Both the line with "like missing fields." and the line with "#[derive(Debug, Default, Deserialize)]" in the records below must appear in the output, along with every line between them, exactly and with nothing added.

Dataset items:
==================================================
use chrono::{DateTime, Utc};
use serde::Serialize;
use std::fs;
use std::path::{Path, PathBuf};
use tracing::Level;
use tracing_appender::non_blocking::WorkerGuard;
use tracing_subscriber::{layer::SubscriberExt, util::SubscriberInitExt, EnvFilter};

pub const LOG_PREFIX: &str = "delve";

#[derive(Debug, Clone, Copy, Serialize)]
#[serde(rename_all = "snake_case")]
pub enum ProcessKind {
    Engine,
    Cli,
}

impl ProcessKind {
    pub fn as_str(self) -> &'static str {
        match self {
            ProcessKind::Engine => "engine",
            ProcessKind::Cli => "cli",
        }
    }
}

#[derive(Debug, Clone, Serialize)]
pub struct LoggingInitInfo {
    pub process: String,
    pub logs_dir: String,
    pub prefix: String,
    pub retention_days: u64,
    pub initialized_at: DateTime<Utc>,
}

/// A structured lifecycle record for one run, stream or request.
#[derive(Debug, Clone, Default, Serialize)]
pub struct ObservabilityEvent<'a> {
    pub event: &'a str,
    pub component: &'a str,
    pub session_id: Option<&'a str>,
    pub run_id: Option<&'a str>,
    pub message_id: Option<&'a str>,
    pub stream_id: Option<&'a str>,
    pub status: Option<&'a str>,
    pub error_code: Option<&'a str>,
    pub detail: Option<&'a str>,
}

impl<'a> ObservabilityEvent<'a> {
    pub fn new(event: &'a str, component: &'a str) -> Self {
        Self {
            event,
            component,
            ..Self::default()
        }
    }
}

pub fn redact_text(input: &str) -> String {
    let trimmed = input.trim();
    if trimmed.is_empty() {
        return String::new();
    }
    format!(
        "[redacted len={} hash={}]",
        trimmed.chars().count(),
        short_hash(trimmed)
    )
}

pub fn short_hash(input: &str) -> String {
    use std::hash::{Hash, Hasher};
    let mut hasher = std::collections::hash_map::DefaultHasher::new();
    input.hash(&mut hasher);
    format!("{:016x}", hasher.finish())
}

macro_rules! obs_record {
    ($macro:ident, $process:expr, $event:expr) => {
        tracing::$macro!(
            target: "delve.obs",
            process = $process.as_str(),
            component = $event.component,
            event = $event.event,
            session_id = $event.session_id.unwrap_or(""),
            run_id = $event.run_id.unwrap_or(""),
            message_id = $event.message_id.unwrap_or(""),
            stream_id = $event.stream_id.unwrap_or(""),
            status = $event.status.unwrap_or(""),
            error_code = $event.error_code.unwrap_or(""),
            detail = $event.detail.unwrap_or(""),
            "observability_event"
        )
    };
}

pub fn emit_event(level: Level, process: ProcessKind, event: ObservabilityEvent<'_>) {
    match level {
        Level::ERROR => obs_record!(error, process, event),
        Level::WARN => obs_record!(warn, process, event),
        Level::DEBUG | Level::TRACE => obs_record!(debug, process, event),
        _ => obs_record!(info, process, event),
    }
}

pub fn init_process_logging(
    process: ProcessKind,
    logs_dir: &Path,
    retention_days: u64,
) -> anyhow::Result<(WorkerGuard, LoggingInitInfo)> {
    fs::create_dir_all(logs_dir)?;
    cleanup_old_jsonl(logs_dir, process.as_str(), retention_days)?;

    let prefix = format!("{LOG_PREFIX}.{}", process.as_str());
    let file_appender = tracing_appender::rolling::Builder::new()
        .rotation(tracing_appender::rolling::Rotation::DAILY)
        .filename_prefix(&prefix)
        .filename_suffix("jsonl")
        .build(logs_dir)?;

    let (non_blocking, guard) = tracing_appender::non_blocking(file_appender);

    let file_layer = tracing_subscriber::fmt::layer()
        .json()
        .with_writer(non_blocking)
        .with_ansi(false)
        .with_current_span(false)
        .with_span_list(false);

    // stderr keeps stdout clean for `delve-engine run`
    let console_layer = tracing_subscriber::fmt::layer()
        .compact()
        .with_target(true)
        .with_writer(std::io::stderr);

    let filter = EnvFilter::try_from_default_env().unwrap_or_else(|_| EnvFilter::new("info"));

    tracing_subscriber::registry()
        .with(filter)
        .with(console_layer)
        .with(file_layer)
        .try_init()
        .ok();

    let info = LoggingInitInfo {
        process: process.as_str().to_string(),
        logs_dir: logs_dir.display().to_string(),
        prefix,
        retention_days,
        initialized_at: Utc::now(),
    };

    Ok((guard, info))
}

fn cleanup_old_jsonl(logs_dir: &Path, process: &str, retention_days: u64) -> anyhow::Result<()> {
    let cutoff = Utc::now() - chrono::Duration::days(retention_days as i64);
    let prefix = format!("{LOG_PREFIX}.{process}.");

    for entry in fs::read_dir(logs_dir)? {
        let Ok(entry) = entry else { continue };
        let path = entry.path();
        if !path.is_file() {
            continue;
        }
        let Some(name) = path.file_name().and_then(|n| n.to_str()) else {
            continue;
        };
        let Some(date) = parse_log_file_date(name, &prefix) else {
            continue;
        };
        if date < cutoff {
            let _ = fs::remove_file(path);
        }
    }

    Ok(())
}

// expected: delve.<proc>.YYYY-MM-DD.jsonl
fn parse_log_file_date(name: &str, prefix: &str) -> Option<DateTime<Utc>> {
    let date_part = name.strip_prefix(prefix)?.strip_suffix(".jsonl")?;
    let date = chrono::NaiveDate::parse_from_str(date_part, "%Y-%m-%d").ok()?;
    let dt = date.and_hms_opt(0, 0, 0)?;
    Some(DateTime::<Utc>::from_naive_utc_and_offset(dt, Utc))
}

pub fn canonical_logs_dir_from_root(root: &Path) -> PathBuf {
    root.join("logs")
}

#[cfg(test)]
mod tests {
    use super::*;

    #[test]
    fn redact_text_masks_content() {
        let raw = "what is the capital of france";
        let redacted = redact_text(raw);
        assert!(redacted.starts_with("[redacted len=29"));
        assert!(!redacted.contains("france"));
        assert_eq!(redact_text("   "), "");
    }

    #[test]
    fn parses_dated_log_names_only() {
        let prefix = "delve.engine.";
        assert!(parse_log_file_date("delve.engine.2024-03-01.jsonl", prefix).is_some());
        assert!(parse_log_file_date("delve.engine.latest.jsonl", prefix).is_none());
        assert!(parse_log_file_date("delve.cli.2024-03-01.jsonl", prefix).is_none());
    }

    #[test]
    fn cleanup_removes_expired_files_and_keeps_recent() {
        let dir = std::env::temp_dir().join(format!(
            "delve-obs-{}-{}",
            std::process::id(),
            Utc::now().timestamp_nanos_opt().unwrap_or_default()
        ));
        fs::create_dir_all(&dir).expect("logs dir");
        let old = dir.join("delve.engine.2000-01-01.jsonl");
        let today = dir.join(format!("delve.engine.{}.jsonl", Utc::now().format("%Y-%m-%d")));
        fs::write(&old, "{}").expect("old");
        fs::write(&today, "{}").expect("today");

        cleanup_old_jsonl(&dir, "engine", 14).expect("cleanup");
        assert!(!old.exists());
        assert!(today.exists());
        let _ = fs::remove_dir_all(&dir);
    }

    #[test]
    fn canonical_logs_dir_joins_logs_folder() {
        let root = PathBuf::from("/tmp/delve");
        assert_eq!(canonical_logs_dir_from_root(&root), root.join("logs"));
    }
}
use std::convert::Infallible;
use std::net::SocketAddr;
use std::time::Duration;

use axum::body::Bytes;
use axum::extract::{Path, Query, State};
use axum::http::{HeaderMap, StatusCode};
use axum::response::sse::{Event, KeepAlive, Sse};
use axum::response::{IntoResponse, Response};
use axum::routing::{get, post};
use axum::{Json, Router};
use futures::Stream;
use serde::Deserialize;
use serde_json::json;
use tokio_stream::wrappers::BroadcastStream;
use tokio_stream::StreamExt;
use tower_http::cors::{Any, CorsLayer};

use delve_core::{DelveError, FrameStream, ResumeOutcome, StartRunRequest};
use delve_types::EngineEvent;

use crate::AppState;

/// Authenticated principal, set by the fronting auth layer.
pub const PRINCIPAL_HEADER: &str = "x-delve-user-id";
pub const STREAM_ID_HEADER: &str = "x-delve-stream-id";
pub const MESSAGE_ID_HEADER: &str = "x-delve-message-id";

pub async fn serve(addr: SocketAddr, state: AppState) -> anyhow::Result<()> {
    let reaper = tokio::spawn(crate::run_stream_reaper(state.clone()));
    let app = app_router(state);
    let listener = tokio::net::TcpListener::bind(addr).await?;
    tracing::info!("delve server listening on {}", addr);
    let result = axum::serve(listener, app).await;
    reaper.abort();
    result?;
    Ok(())
}

pub fn app_router(state: AppState) -> Router {
    let cors = CorsLayer::new()
        .allow_origin(Any)
        .allow_methods(Any)
        .allow_headers(Any)
        .expose_headers(Any);

    Router::new()
        .route("/global/health", get(global_health))
        .route("/global/event", get(events))
        .route("/provider", get(list_providers))
        .route("/api/deep-search", post(start_deep_search))
        .route("/api/chat/{session_id}/stream", get(resume_stream))
        .route("/api/session", get(list_sessions))
        .route(
            "/api/session/{session_id}",
            get(get_session).patch(rename_session).delete(delete_session),
        )
        .layer(cors)
        .with_state(state)
}

async fn global_health(State(state): State<AppState>) -> impl IntoResponse {
    Json(json!({
        "healthy": true,
        "version": env!("CARGO_PKG_VERSION"),
        "uptimeMs": crate::now_ms().saturating_sub(state.started_at_ms),
    }))
}

async fn events(
    State(state): State<AppState>,
) -> Sse<impl Stream<Item = Result<Event, Infallible>>> {
    let rx = state.event_bus.subscribe();
    let initial = tokio_stream::once(Ok(Event::default().data(
        serde_json::to_string(&EngineEvent::new("server.connected", json!({}))).unwrap_or_default(),
    )));
    let live = BroadcastStream::new(rx).filter_map(|msg| match msg {
        Ok(event) => serde_json::to_string(&event)
            .ok()
            .map(|payload| Ok(Event::default().data(payload))),
        Err(_) => None,
    });
    Sse::new(initial.chain(live)).keep_alive(KeepAlive::new().interval(Duration::from_secs(10)))
}

async fn list_providers(State(state): State<AppState>) -> impl IntoResponse {
    Json(json!({ "all": state.providers.list().await }))
}

async fn start_deep_search(
    State(state): State<AppState>,
    headers: HeaderMap,
    body: Bytes,
) -> Response {
    let principal = match principal(&headers) {
        Ok(principal) => principal,
        Err(response) => return response,
    };
    // Unreadable bodies are reported like missing fields.
    let request = serde_json::from_slice::<StartRunRequest>(&body).unwrap_or_default();
    match state.service.start_run(&principal, request).await {
        Ok(handle) => (
            [
                (STREAM_ID_HEADER, handle.stream_id.clone()),
                (MESSAGE_ID_HEADER, handle.message_id.clone()),
            ],
            frame_events(handle.frames),
        )
            .into_response(),
        Err(err) => error_response(err),
    }
}

#[derive(Debug, Default, Deserialize)]
struct ResumeQuery {
    cursor: Option<u64>,
}

async fn resume_stream(
    State(state): State<AppState>,
    Path(session_id): Path<String>,
    Query(query): Query<ResumeQuery>,
    headers: HeaderMap,
) -> Response {
    let principal = match principal(&headers) {
        Ok(principal) => principal,
        Err(response) => return response,
    };
    let cursor = last_event_id(&headers)
        .map(|seen| seen.saturating_add(1))
        .or(query.cursor)
        .unwrap_or(0);
    match state.service.resume(&principal, &session_id, cursor).await {
        Ok(ResumeOutcome::Streaming { stream_id, frames }) => {
            ([(STREAM_ID_HEADER, stream_id)], frame_events(frames)).into_response()
        }
        Ok(ResumeOutcome::NoActiveStream) => StatusCode::NO_CONTENT.into_response(),
        Err(err @ DelveError::Authorization(_)) => error_response(err),
        Err(err) => {
            tracing::error!(session_id = %session_id, "stream reattach failed: {}", err);
            (
                StatusCode::INTERNAL_SERVER_ERROR,
                Json(json!({ "error": err.to_string() })),
            )
                .into_response()
        }
    }
}

async fn list_sessions(State(state): State<AppState>, headers: HeaderMap) -> Response {
    let principal = match principal(&headers) {
        Ok(principal) => principal,
        Err(response) => return response,
    };
    match state.service.list_sessions(&principal).await {
        Ok(sessions) => Json(sessions).into_response(),
        Err(err) => error_response(err),
    }
}

async fn get_session(
    State(state): State<AppState>,
    Path(session_id): Path<String>,
    headers: HeaderMap,
) -> Response {
    let principal = match principal(&headers) {
        Ok(principal) => principal,
        Err(response) => return response,
    };
    match state.service.get_session(&principal, &session_id).await {
        Ok(session) => Json(session).into_response(),
        Err(err) => error_response(err),
    }
}

#[derive(Debug, Deserialize)]
struct RenameSessionInput {
    title: String,
}

async fn rename_session(
    State(state): State<AppState>,
    Path(session_id): Path<String>,
    headers: HeaderMap,
    Json(input): Json<RenameSessionInput>,
) -> Response {
    let principal = match principal(&headers) {
        Ok(principal) => principal,
        Err(response) => return response,
    };
    match state
        .service
        .rename_session(&principal, &session_id, &input.title)
        .await
    {
        Ok(session) => Json(session).into_response(),
        Err(err) => error_response(err),
    }
}

async fn delete_session(
    State(state): State<AppState>,
    Path(session_id): Path<String>,
    headers: HeaderMap,
) -> Response {
    let principal = match principal(&headers) {
        Ok(principal) => principal,
        Err(response) => return response,
    };
    match state.service.delete_session(&principal, &session_id).await {
        Ok(()) => StatusCode::NO_CONTENT.into_response(),
        Err(err) => error_response(err),
    }
}

fn frame_events(frames: FrameStream) -> Sse<impl Stream<Item = Result<Event, Infallible>>> {
    let events = frames.map(|frame| {
        Ok(Event::default()
            .id(frame.seq.to_string())
            .data(frame.payload.as_ref()))
    });
    Sse::new(events).keep_alive(KeepAlive::new().interval(Duration::from_secs(10)))
}

fn principal(headers: &HeaderMap) -> Result<String, Response> {
    headers
        .get(PRINCIPAL_HEADER)
        .and_then(|v| v.to_str().ok())
        .map(str::trim)
        .filter(|v| !v.is_empty())
        .map(str::to_string)
        .ok_or_else(|| {
            (
                StatusCode::UNAUTHORIZED,
                Json(json!({ "error": "Unauthorized" })),
            )
                .into_response()
        })
}

fn last_event_id(headers: &HeaderMap) -> Option<u64> {
    headers
        .get("last-event-id")
        .and_then(|v| v.to_str().ok())
        .and_then(|v| v.trim().parse::<u64>().ok())
}

fn error_response(err: DelveError) -> Response {
    let status =
        StatusCode::from_u16(err.status_code()).unwrap_or(StatusCode::INTERNAL_SERVER_ERROR);
    match err {
        DelveError::Validation(message) => (StatusCode::BAD_REQUEST, message).into_response(),
        DelveError::Conflict { active_stream_id } => (
            status,
            Json(json!({
                "error": "Session already has an active stream",
                "activeStreamId": active_stream_id,
            })),
        )
            .into_response(),
        other => {
            if status.is_server_error() {
                tracing::error!(code = other.code(), "request failed: {}", other);
            }
            (status, Json(json!({ "error": other.to_string() }))).into_response()
        }
    }
}
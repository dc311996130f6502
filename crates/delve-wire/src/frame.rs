use serde::{Deserialize, Serialize};

use delve_types::{ProgressState, Source, Step, StepType};

/// One outbound event of a run stream.
///
/// Text segments use `text-start`/`text-delta`/`text-end` sharing one `id`;
/// everything else is a typed `data-*` frame.
#[derive(Debug, Clone, PartialEq, Serialize, Deserialize)]
#[serde(tag = "type", rename_all = "kebab-case")]
pub enum StreamFrame {
    TextStart {
        id: String,
    },
    TextDelta {
        id: String,
        delta: String,
    },
    TextEnd {
        id: String,
    },
    DataProgress {
        data: ProgressFrame,
    },
    DataStep {
        id: String,
        data: StepFrame,
    },
    DataSource {
        id: String,
        data: SourceFrame,
    },
    DataReport {
        data: ReportFrame,
    },
    Error {
        #[serde(rename = "errorText")]
        error_text: String,
    },
    Finish,
}

impl StreamFrame {
    pub fn kind(&self) -> &'static str {
        match self {
            Self::TextStart { .. } => "text-start",
            Self::TextDelta { .. } => "text-delta",
            Self::TextEnd { .. } => "text-end",
            Self::DataProgress { .. } => "data-progress",
            Self::DataStep { .. } => "data-step",
            Self::DataSource { .. } => "data-source",
            Self::DataReport { .. } => "data-report",
            Self::Error { .. } => "error",
            Self::Finish => "finish",
        }
    }

    /// Segment id for text frames.
    pub fn segment_id(&self) -> Option<&str> {
        match self {
            Self::TextStart { id } | Self::TextDelta { id, .. } | Self::TextEnd { id } => Some(id),
            _ => None,
        }
    }

    pub fn is_terminal(&self) -> bool {
        matches!(self, Self::Finish | Self::Error { .. })
    }

    pub fn progress(state: &ProgressState, label: impl Into<String>, status: ProgressStatus) -> Self {
        Self::DataProgress {
            data: ProgressFrame {
                total: state.total,
                completed: state.completed,
                is_complete: state.is_complete,
                label: label.into(),
                status,
            },
        }
    }

    pub fn step(step: &Step, sources: &[Source]) -> Self {
        Self::DataStep {
            id: step.id.clone(),
            data: StepFrame::from_step(step, sources),
        }
    }

    pub fn source(source: &Source) -> Self {
        Self::DataSource {
            id: source.id.clone(),
            data: SourceFrame::from(source),
        }
    }

    pub fn report(report_text: impl Into<String>) -> Self {
        Self::DataReport {
            data: ReportFrame {
                report_text: report_text.into(),
            },
        }
    }

    pub fn error(error_text: impl Into<String>) -> Self {
        Self::Error {
            error_text: error_text.into(),
        }
    }

    pub fn to_payload(&self) -> serde_json::Result<String> {
        serde_json::to_string(self)
    }

    pub fn from_payload(payload: &str) -> serde_json::Result<Self> {
        serde_json::from_str(payload)
    }
}

#[derive(Debug, Clone, Copy, PartialEq, Eq, Serialize, Deserialize)]
#[serde(rename_all = "snake_case")]
pub enum ProgressStatus {
    Running,
    Done,
}

#[derive(Debug, Clone, PartialEq, Serialize, Deserialize)]
#[serde(rename_all = "camelCase")]
pub struct ProgressFrame {
    pub total: u32,
    pub completed: u32,
    pub is_complete: bool,
    pub label: String,
    pub status: ProgressStatus,
}

#[derive(Debug, Clone, PartialEq, Serialize, Deserialize)]
#[serde(rename_all = "camelCase")]
pub struct SearchHit {
    pub title: String,
    pub url: String,
    pub favicon: String,
}

#[derive(Debug, Clone, PartialEq, Serialize, Deserialize)]
#[serde(rename_all = "camelCase")]
pub struct StepFrame {
    pub step_id: String,
    #[serde(rename = "type")]
    pub step_type: StepType,
    pub reasoning_text: String,
    #[serde(default, skip_serializing_if = "Option::is_none")]
    pub search: Option<Vec<SearchHit>>,
}

impl StepFrame {
    /// `sources` may hold sources of other steps; only this step's are listed.
    pub fn from_step(step: &Step, sources: &[Source]) -> Self {
        let hits = sources
            .iter()
            .filter(|source| source.step_id == step.id)
            .map(|source| SearchHit {
                title: source.name.clone(),
                url: source.url.clone(),
                favicon: source.favicon.clone(),
            })
            .collect::<Vec<_>>();
        let search = (step.step_type == StepType::Search && !hits.is_empty()).then_some(hits);
        Self {
            step_id: step.id.clone(),
            step_type: step.step_type,
            reasoning_text: step.reasoning_text.clone(),
            search,
        }
    }
}

#[derive(Debug, Clone, PartialEq, Serialize, Deserialize)]
#[serde(rename_all = "camelCase")]
pub struct SourceFrame {
    pub source_id: String,
    pub step_id: String,
    pub name: String,
    pub url: String,
    pub content: String,
    pub favicon: String,
    #[serde(default)]
    pub images: Vec<String>,
}

impl From<&Source> for SourceFrame {
    fn from(source: &Source) -> Self {
        Self {
            source_id: source.id.clone(),
            step_id: source.step_id.clone(),
            name: source.name.clone(),
            url: source.url.clone(),
            content: source.content.clone(),
            favicon: source.favicon.clone(),
            images: source.images.clone(),
        }
    }
}

#[derive(Debug, Clone, PartialEq, Serialize, Deserialize)]
#[serde(rename_all = "camelCase")]
pub struct ReportFrame {
    pub report_text: String,
}

#[cfg(test)]
mod tests {
    use super::*;
    use chrono::Utc;
    use serde_json::{json, Value};

    fn step(id: &str, step_type: StepType) -> Step {
        Step {
            id: id.to_string(),
            message_id: "m1".to_string(),
            step_type,
            reasoning_text: "looking".to_string(),
            input: json!({}),
            output: json!({}),
            order: 0,
            created_at: Utc::now(),
        }
    }

    fn source(id: &str, step_id: &str, url: &str) -> Source {
        Source {
            id: id.to_string(),
            step_id: step_id.to_string(),
            url: url.to_string(),
            name: format!("title {id}"),
            content: String::new(),
            favicon: String::new(),
            images: Vec::new(),
        }
    }

    #[test]
    fn text_frames_use_kebab_case_tags() {
        let frame = StreamFrame::TextDelta {
            id: "m1".to_string(),
            delta: "hi".to_string(),
        };
        let value: Value = serde_json::from_str(&frame.to_payload().expect("encode")).expect("json");
        assert_eq!(value, json!({"type": "text-delta", "id": "m1", "delta": "hi"}));
        assert_eq!(frame.segment_id(), Some("m1"));
    }

    #[test]
    fn progress_frame_carries_tracker_snapshot() {
        let mut state = ProgressState::deep_search(3);
        state.completed = 2;
        let frame = StreamFrame::progress(&state, "Searching", ProgressStatus::Running);
        let value = serde_json::to_value(&frame).expect("encode");
        assert_eq!(value["type"], "data-progress");
        assert_eq!(value["data"]["total"], 3);
        assert_eq!(value["data"]["completed"], 2);
        assert_eq!(value["data"]["isComplete"], false);
        assert_eq!(value["data"]["status"], "running");
    }

    #[test]
    fn error_frame_uses_error_text_field() {
        let value = serde_json::to_value(StreamFrame::error("quota exceeded")).expect("encode");
        assert_eq!(value, json!({"type": "error", "errorText": "quota exceeded"}));
        assert!(StreamFrame::error("x").is_terminal());
    }

    #[test]
    fn search_step_lists_only_its_own_sources() {
        let search = step("st1", StepType::Search);
        let sources = vec![
            source("a", "st1", "https://a.example"),
            source("b", "st2", "https://b.example"),
        ];
        let frame = StepFrame::from_step(&search, &sources);
        let hits = frame.search.expect("search hits");
        assert_eq!(hits.len(), 1);
        assert_eq!(hits[0].url, "https://a.example");

        let analysis = StepFrame::from_step(&step("st2", StepType::Analysis), &sources);
        assert!(analysis.search.is_none());
    }

    #[test]
    fn payload_decodes_back_into_frame() {
        let frame = StreamFrame::report("report body");
        let decoded = StreamFrame::from_payload(&frame.to_payload().expect("encode")).expect("decode");
        assert_eq!(decoded, frame);
        assert_eq!(decoded.kind(), "data-report");
    }
}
==================================================
**Response area:**
    // Unreadable bodies are reported like missing fields.
    let request = serde_json::from_slice::<StartRunRequest>(&body).unwrap_or_default();
    match state.service.start_run(&principal, request).await {
        Ok(handle) => (
            [
                (STREAM_ID_HEADER, handle.stream_id.clone()),
                (MESSAGE_ID_HEADER, handle.message_id.clone()),
            ],
            frame_events(handle.frames),
        )
            .into_response(),
        Err(err) => error_response(err),
    }
}

#[derive(Debug, Default, Deserialize)]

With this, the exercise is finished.